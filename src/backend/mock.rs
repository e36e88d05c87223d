//! Scripted backends for testing without live services.
//!
//! Each mock replays pre-configured answers and records what it was asked,
//! so downstream code can assert both outcomes and call patterns.
//!
//! # Example
//!
//! ```
//! use grounded_imagegen::backend::{MockCompletion, MockReply};
//!
//! let mock = MockCompletion::new(vec![MockReply::text("no"), MockReply::text("yes")]);
//! ```

use std::collections::HashMap;
use std::sync::atomic::{AtomicUsize, Ordering};
use std::sync::Mutex;

use async_trait::async_trait;
use serde_json::Value;

use super::{CompletionBackend, ContentPart, ImageSource, JobBackend, SearchBackend};
use crate::error::Result;
use crate::types::{FetchedImage, ImageSearchResult, JobInput, JobRecord, JobStatus};
use crate::PipelineError;

/// One scripted completion answer.
#[derive(Debug, Clone, PartialEq)]
pub enum MockReply {
    Text(String),
    /// Fails with [`PipelineError::SafetyBlocked`].
    SafetyBlocked,
    /// Fails with [`PipelineError::Network`].
    NetworkError,
}

impl MockReply {
    pub fn text(text: impl Into<String>) -> Self {
        MockReply::Text(text.into())
    }
}

/// A completion backend that returns canned replies in order.
///
/// Cycles back to the beginning when all replies have been consumed.
#[derive(Debug)]
pub struct MockCompletion {
    replies: Vec<MockReply>,
    index: AtomicUsize,
    calls: Mutex<Vec<Vec<ContentPart>>>,
}

impl MockCompletion {
    pub fn new(replies: Vec<MockReply>) -> Self {
        assert!(!replies.is_empty(), "MockCompletion requires at least one reply");
        Self {
            replies,
            index: AtomicUsize::new(0),
            calls: Mutex::new(Vec::new()),
        }
    }

    /// Always answer with the same text.
    pub fn fixed(text: impl Into<String>) -> Self {
        Self::new(vec![MockReply::text(text)])
    }

    /// Number of completed `complete` calls.
    pub fn call_count(&self) -> usize {
        self.calls.lock().map(|c| c.len()).unwrap_or(0)
    }

    /// The parts of every call so far, in order.
    pub fn calls(&self) -> Vec<Vec<ContentPart>> {
        self.calls.lock().map(|c| c.clone()).unwrap_or_default()
    }

    /// The text parts of every call, joined with newlines.
    pub fn prompts(&self) -> Vec<String> {
        self.calls()
            .iter()
            .map(|parts| {
                parts
                    .iter()
                    .filter_map(ContentPart::as_text)
                    .collect::<Vec<_>>()
                    .join("\n")
            })
            .collect()
    }

    fn next_reply(&self) -> MockReply {
        let idx = self.index.fetch_add(1, Ordering::Relaxed) % self.replies.len();
        self.replies[idx].clone()
    }
}

#[async_trait]
impl CompletionBackend for MockCompletion {
    async fn complete(&self, parts: &[ContentPart]) -> Result<String> {
        if let Ok(mut calls) = self.calls.lock() {
            calls.push(parts.to_vec());
        }
        match self.next_reply() {
            MockReply::Text(text) => Ok(text),
            MockReply::SafetyBlocked => Err(PipelineError::SafetyBlocked {
                service: "Mock",
                reason: Some("SAFETY".to_string()),
            }),
            MockReply::NetworkError => Err(PipelineError::Network {
                service: "Mock",
                message: "connection reset".to_string(),
            }),
        }
    }

    fn name(&self) -> &'static str {
        "mock"
    }
}

/// A search backend that returns a fixed result list.
#[derive(Debug)]
pub struct MockSearch {
    results: Vec<ImageSearchResult>,
    fail_status: Option<u16>,
    queries: Mutex<Vec<(String, u8)>>,
}

impl MockSearch {
    pub fn new(results: Vec<ImageSearchResult>) -> Self {
        Self {
            results,
            fail_status: None,
            queries: Mutex::new(Vec::new()),
        }
    }

    /// One result per URL, with the URL doubling as title and link.
    pub fn with_urls(urls: &[&str]) -> Self {
        Self::new(
            urls.iter()
                .map(|url| ImageSearchResult {
                    title: url.to_string(),
                    image_url: url.to_string(),
                    link: url.to_string(),
                })
                .collect(),
        )
    }

    /// Fail every call with the error for `status` (429, 401/403, or other).
    pub fn failing(status: u16) -> Self {
        Self {
            results: Vec::new(),
            fail_status: Some(status),
            queries: Mutex::new(Vec::new()),
        }
    }

    /// Every `(query, num)` received, in order.
    pub fn queries(&self) -> Vec<(String, u8)> {
        self.queries.lock().map(|q| q.clone()).unwrap_or_default()
    }
}

#[async_trait]
impl SearchBackend for MockSearch {
    async fn search(&self, query: &str, num: u8) -> Result<Vec<ImageSearchResult>> {
        if let Ok(mut queries) = self.queries.lock() {
            queries.push((query.to_string(), num));
        }
        match self.fail_status {
            Some(429) => Err(PipelineError::RateLimited {
                service: "Mock",
                retry_after: None,
            }),
            Some(status @ (401 | 403)) => Err(PipelineError::Auth {
                service: "Mock",
                status,
            }),
            Some(status) => Err(PipelineError::Api {
                service: "Mock",
                status,
                body: "mock failure".to_string(),
            }),
            None => Ok(self.results.iter().take(num as usize).cloned().collect()),
        }
    }

    fn name(&self) -> &'static str {
        "mock"
    }
}

/// An image source serving a fixed set of URLs. Anything else is unavailable.
#[derive(Debug, Default)]
pub struct MockImages {
    images: HashMap<String, FetchedImage>,
    fetched: Mutex<Vec<String>>,
}

impl MockImages {
    pub fn new() -> Self {
        Self::default()
    }

    /// Serve a small JPEG payload for each of `urls`.
    pub fn available(urls: &[&str]) -> Self {
        urls.iter().fold(Self::new(), |mock, url| {
            mock.with(
                *url,
                FetchedImage {
                    data: "/9j/4AAQSkZJRg==".to_string(),
                    mime_type: "image/jpeg".to_string(),
                },
            )
        })
    }

    pub fn with(mut self, url: impl Into<String>, image: FetchedImage) -> Self {
        self.images.insert(url.into(), image);
        self
    }

    /// Every URL requested, in order.
    pub fn fetched(&self) -> Vec<String> {
        self.fetched.lock().map(|f| f.clone()).unwrap_or_default()
    }
}

#[async_trait]
impl ImageSource for MockImages {
    async fn fetch(&self, url: &str) -> Option<FetchedImage> {
        if let Ok(mut fetched) = self.fetched.lock() {
            fetched.push(url.to_string());
        }
        self.images.get(url).cloned()
    }
}

/// One scripted status read.
#[derive(Debug, Clone, PartialEq)]
pub enum MockPoll {
    /// A successful read with this status and no output.
    Status(JobStatus),
    /// COMPLETED with this output.
    Completed(Value),
    /// FAILED with this error detail (or none).
    Failed(Option<String>),
    /// Transport failure.
    NetworkError,
    /// HTTP 401.
    AuthError,
}

/// A job backend that replays scripted status reads.
///
/// The last script entry repeats once the script is exhausted.
#[derive(Debug)]
pub struct MockJobs {
    job_id: Option<String>,
    polls: Vec<MockPoll>,
    index: AtomicUsize,
    submitted: Mutex<Vec<JobInput>>,
}

impl MockJobs {
    pub fn new(polls: Vec<MockPoll>) -> Self {
        assert!(!polls.is_empty(), "MockJobs requires at least one poll entry");
        Self {
            job_id: Some("mock-job-1".to_string()),
            polls,
            index: AtomicUsize::new(0),
            submitted: Mutex::new(Vec::new()),
        }
    }

    /// Submission succeeds without returning a job id.
    pub fn without_job_id(mut self) -> Self {
        self.job_id = None;
        self
    }

    /// Number of status reads so far.
    pub fn status_calls(&self) -> usize {
        self.index.load(Ordering::Relaxed)
    }

    /// Every submitted input, in order.
    pub fn submitted(&self) -> Vec<JobInput> {
        self.submitted.lock().map(|s| s.clone()).unwrap_or_default()
    }

    fn next_poll(&self) -> MockPoll {
        let idx = self.index.fetch_add(1, Ordering::Relaxed);
        let idx = idx.min(self.polls.len() - 1);
        self.polls[idx].clone()
    }
}

#[async_trait]
impl JobBackend for MockJobs {
    async fn submit(&self, input: &JobInput) -> Result<String> {
        if let Ok(mut submitted) = self.submitted.lock() {
            submitted.push(input.clone());
        }
        self.job_id
            .clone()
            .ok_or(PipelineError::MissingJobId { service: "Mock" })
    }

    async fn status(&self, job_id: &str) -> Result<JobRecord> {
        let record = |status: JobStatus, output: Option<Value>, error: Option<Value>| JobRecord {
            id: job_id.to_string(),
            status,
            output,
            error,
        };
        match self.next_poll() {
            MockPoll::Status(status) => Ok(record(status, None, None)),
            MockPoll::Completed(output) => Ok(record(JobStatus::Completed, Some(output), None)),
            MockPoll::Failed(detail) => Ok(record(JobStatus::Failed, None, detail.map(Value::String))),
            MockPoll::NetworkError => Err(PipelineError::Network {
                service: "Mock",
                message: "fetch failed".to_string(),
            }),
            MockPoll::AuthError => Err(PipelineError::Auth {
                service: "Mock",
                status: 401,
            }),
        }
    }

    fn name(&self) -> &'static str {
        "mock"
    }
}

--

Among the lines above, find those with the word "requires" and list them.

RESPONSE AREA →
        assert!(!replies.is_empty(), "MockCompletion requires at least one reply");
        assert!(!polls.is_empty(), "MockJobs requires at least one poll entry");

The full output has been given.